Tenants’ experiences at the LTB

“I am a Tibetan immigrant. My family came to Canada in the year 2015 and I have two children. I was a student doing my ECE program before this pandemic. Before the pandemic, I was working part time and being under social assistance. I was able to pay my apartment rent. Since this pandemic started I lost my job and was not able to pay rent. So a group of tenants from our community decided to hold the rent. For about nine months I was not able to pay rents and I got the eviction notice letter from the landlord. I attended the hearing on December 2, 2020. The board asked me to make a payment plan for which I was able to make a plan but the landlord didn’t accept that. They were asking about my income and at last I have to tell them that I can try to pay from the child-tax benefit which I receive. So that was a very emotional moment for me. The amount which I receive for child-tax benefit, I have saved some little for their future education expense. They were asking about CERB. The amount I receive for CERB, I have to get groceries. I thought there would be a positive decision from the board but they decided to send through mail. I kept waiting for that mail but didn’t get it so I wrote an email to the board about the hearing decision and they replied it was supposed to be received within a month. A month passed, and I still didn’t receive any mail. I am worried if I get an eviction notice from the board.”

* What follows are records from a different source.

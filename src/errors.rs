use crate::{query, Version};
use std::{error, fmt, io};

#[derive(Debug, PartialEq)]
pub(crate) enum ErrorKind {
    InvalidMethod,

    InvalidUrl,
    #[allow(dead_code)]
    Query(query::Error),

    InvalidVersion,
    UnsupportedVersion,

    InvalidHeader,
    TooManyHeaders,
    InvalidContentLength,
    InvalidConnection,

    BodyTooLarge,
    #[allow(dead_code)]
    BodyMismatch {
        expected: usize,
        available: usize,
    },
    #[allow(dead_code)]
    UnexpectedBody(usize),

    ServiceUnavailable,
    Io(IoError),
}

macro_rules! http_errors {
    ($($name:ident: $status_code:expr, $len:literal => $json:literal; )*) => {
        pub(crate) const fn as_http(
            &self,
            version: Version,
            json: bool,
        ) -> &'static [u8] {
            match (json, self, version) { $(
                (true, Self::$name { .. }, Version::Http11) => concat!(
                    "HTTP/1.1 ", $status_code, "\r\n",
                    "connection: close\r\n",
                    "content-length: ", $len, "\r\n",
                    "content-type: application/json\r\n",
                    "\r\n",
                    $json
                ),
                (false, Self::$name { .. }, Version::Http11) => concat!(
                    "HTTP/1.1 ", $status_code, "\r\n",
                    "connection: close\r\n",
                    "content-length: 0\r\n\r\n",
                ),
                (true, Self::$name { .. }, Version::Http10) => concat!(
                    "HTTP/1.0 ", $status_code, "\r\n",
                    "connection: close\r\n",
                    "content-length: ", $len, "\r\n",
                    "content-type: application/json\r\n",
                    "\r\n",
                    $json
                ),
                (false, Self::$name { .. }, Version::Http10) => concat!(
                    "HTTP/1.0 ", $status_code, "\r\n",
                    "connection: close\r\n",
                    "content-length: 0\r\n\r\n",
                ),
            )* }.as_bytes()
        }
    };
}

impl ErrorKind {
    http_errors! {
        InvalidMethod: "400 Bad Request", "55"
            => r#"{"error":"Invalid HTTP method","code":"INVALID_METHOD"}"#;

        InvalidUrl: "400 Bad Request", "51"
            => r#"{"error":"Invalid URL format","code":"INVALID_URL"}"#;
        Query: "400 Bad Request", "55"
            => r#"{"error":"Invalid query string","code":"INVALID_QUERY"}"#;

        InvalidVersion: "400 Bad Request", "57"
            => r#"{"error":"Invalid HTTP version","code":"INVALID_VERSION"}"#;
        UnsupportedVersion: "505 HTTP Version Not Supported", "67"
            => r#"{"error":"HTTP version not supported","code":"UNSUPPORTED_VERSION"}"#;

        InvalidHeader: "400 Bad Request", "57"
            => r#"{"error":"Invalid header format","code":"INVALID_HEADER"}"#;
        TooManyHeaders: "431 Request Header Fields Too Large", "54"
            => r#"{"error":"Too many headers","code":"TOO_MANY_HEADERS"}"#;
        InvalidContentLength: "400 Bad Request", "66"
            => r#"{"error":"Invalid Content-Length","code":"INVALID_CONTENT_LENGTH"}"#;
        InvalidConnection: "400 Bad Request", "65"
            => r#"{"error":"Invalid Connection header","code":"INVALID_CONNECTION"}"#;

        BodyTooLarge: "413 Payload Too Large", "58"
            => r#"{"error":"Request body too large","code":"BODY_TOO_LARGE"}"#;
        BodyMismatch: "400 Bad Request", "55"
            => r#"{"error":"Body length mismatch","code":"BODY_MISMATCH"}"#;
        UnexpectedBody: "400 Bad Request", "60"
            => r#"{"error":"Unexpected request body","code":"UNEXPECTED_BODY"}"#;

        ServiceUnavailable: "503 Service Unavailable", "72"
            => r#"{"error":"Service temporarily unavailable","code":"SERVICE_UNAVAILABLE"}"#;
        Io: "503 Service Unavailable", "48"
            => r#"{"error":"I/O error occurred","code":"IO_ERROR"}"#;
    }
}

impl error::Error for ErrorKind {}
impl fmt::Display for ErrorKind {
    fn fmt(&self, f: &mut fmt::Formatter<'_>) -> fmt::Result {
        write!(f, "{:?}", self)
    }
}

impl From<query::Error> for ErrorKind {
    fn from(err: query::Error) -> Self {
        ErrorKind::Query(err)
    }
}
impl From<io::Error> for ErrorKind {
    fn from(err: io::Error) -> Self {
        ErrorKind::Io(IoError(err))
    }
}

#[derive(Debug)]
pub(crate) struct IoError(pub(crate) io::Error);

impl PartialEq for IoError {
    fn eq(&self, other: &Self) -> bool {
        self.0.kind() == other.0.kind()
    }
}

/// An error produced while validating or applying [`Settings`](crate::settings::Settings).
#[derive(Debug, PartialEq)]
pub enum ConfigError {
    /// A required key was missing from the configuration source.
    MissingKey(&'static str),
    /// A key's value could not be parsed into the expected type.
    InvalidValue { key: &'static str, value: String },
    /// A listen spec did not match the `[ipv4:]port` grammar.
    InvalidListenSpec(String),
    /// A numeric value was outside its documented valid range.
    OutOfRange { key: &'static str, value: String },
    /// `run_as_user` named an account that does not exist on this system.
    UnknownUser(String),
}

impl error::Error for ConfigError {}
impl fmt::Display for ConfigError {
    fn fmt(&self, f: &mut fmt::Formatter<'_>) -> fmt::Result {
        match self {
            ConfigError::MissingKey(key) => write!(f, "missing required setting `{key}`"),
            ConfigError::InvalidValue { key, value } => {
                write!(f, "invalid value for `{key}`: `{value}`")
            }
            ConfigError::InvalidListenSpec(spec) => {
                write!(f, "invalid listen spec `{spec}`, expected `[ipv4:]port`")
            }
            ConfigError::OutOfRange { key, value } => {
                write!(f, "value for `{key}` out of range: `{value}`")
            }
            ConfigError::UnknownUser(user) => write!(f, "no such user: `{user}`"),
        }
    }
}

/// An error surfaced by the server shell (CLI entrypoint) above the library core.
#[derive(Debug)]
pub enum ServerError {
    /// Configuration failed to validate.
    Config(ConfigError),
    /// Binding the listening socket failed.
    Bind(io::Error),
    /// Dropping privileges after bind (`setuid`/`setgid`) failed.
    PrivilegeDrop(String),
}

impl error::Error for ServerError {}
impl fmt::Display for ServerError {
    fn fmt(&self, f: &mut fmt::Formatter<'_>) -> fmt::Result {
        match self {
            ServerError::Config(e) => write!(f, "configuration error: {e}"),
            ServerError::Bind(e) => write!(f, "failed to bind listener: {e}"),
            ServerError::PrivilegeDrop(msg) => write!(f, "failed to drop privileges: {msg}"),
        }
    }
}

impl From<ConfigError> for ServerError {
    fn from(err: ConfigError) -> Self {
        ServerError::Config(err)
    }
}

Eviction defense in Ottawa, Ontario

Eviction defense in Ottawa, Ontario

“I’ve recently been evicted … staying in a hotel for now until I find a better accommodation. I had a case with the LTB since March of last year. I had gone thru the court process with my landlord and they wanted to evict me for rent owing—I paid off everything and there was a ‘stay put’ on the sheriff’s order. Fast forward eight months: I guess my landlord must have taken it back to court unbeknownst to me and there was a court date held over the phone early November. I got the court documents AFTER the court date stating I did not attend (which I had no knowledge of until after the fact). I spoke with a duty counsel, they said the only thing I could do was to come to agreement with the landlord. Just before Christmas my landlord and I sat down, she expressed her bills were stressing her and that I should at least give something—I agreed to pay that month’s rent (December) + an additional month on top of that. She took the money—even gave me a gift and card on Christmas. Then January 5m 11:30 a.m. there’s a knock on my door—Sheriffs WITH my landlord. I asked her what this was about. I thought we had an agreement and she had no answer, just shrugged her shoulders. I was evicted out of my home. She even called the cops to make sure I couldn’t come back.”

"Having to deal with the hearing was very stressing for me and my partner. Because we are new in this country and we didn’t know what to expect from it, we really couldn’t sleep thinking about what was going to happen. Thankfully, days before the hearing I could contact a person that represented us in it and she was very helpful during the process. Thanks to her help the hearing was very fast for us, because she managed to get to an agreement with our landlord representative. But I personally think that it was really unnecessary to go to the hearing, we could have had an agreement without the stress and the anxiety that it represented for us."

“You can’t get a straight answer from the LTB. Even when I sent my forms by registered mail and got confirmation from Canada Post that it was delivered, the LTB still said they lost my mail. Instead of retrieving a document they had on file or even asking me to provide it, the adjudicator dismissed my application without even giving me a chance to present my case at a hearing. She said I “did not do my due diligence.” I know I did my due diligence. My application had 24 appendices.”

From online hearing observers

“The first time I sat in to observe one of the LTB’s online “express eviction” hearing blocks this past fall, I heard adjudicator Shannon Kiekens say she had to recuse herself from hearing two applications, because she was the one who filed them back in the spring! I couldn’t believe what I was listening to! Another time I observed, I heard a tenant who was facing eviction cry out in agony. She said video and teleconferences caused her immense pain as a result of her traumatic brain injury. Adjudicator Sonia Anwar-Ali couldn’t care less, and even reprimanded the disabled tenant later for bad behaviour.”

“I sat in on my elderly neighbour’s eviction hearing. It was unfriendly. I was grilled with questions about how I knew the tenant. I was caught off guard with their questioning. I thought it was an open forum and anyone could attend. It seemed as though there was a screening process so the landlords' representatives could keep track of who was attending the hearing. Like I said, it was very unfriendly and also extremely unfair. The phone call hearings are unfair to the tenants. Bringing evidence, a witness or ultimately showing the state of fear they are in or panic state that they may be left without a roof over their heads because of false accusations; it’s extremely disturbing that during a pandemic, this is happening.”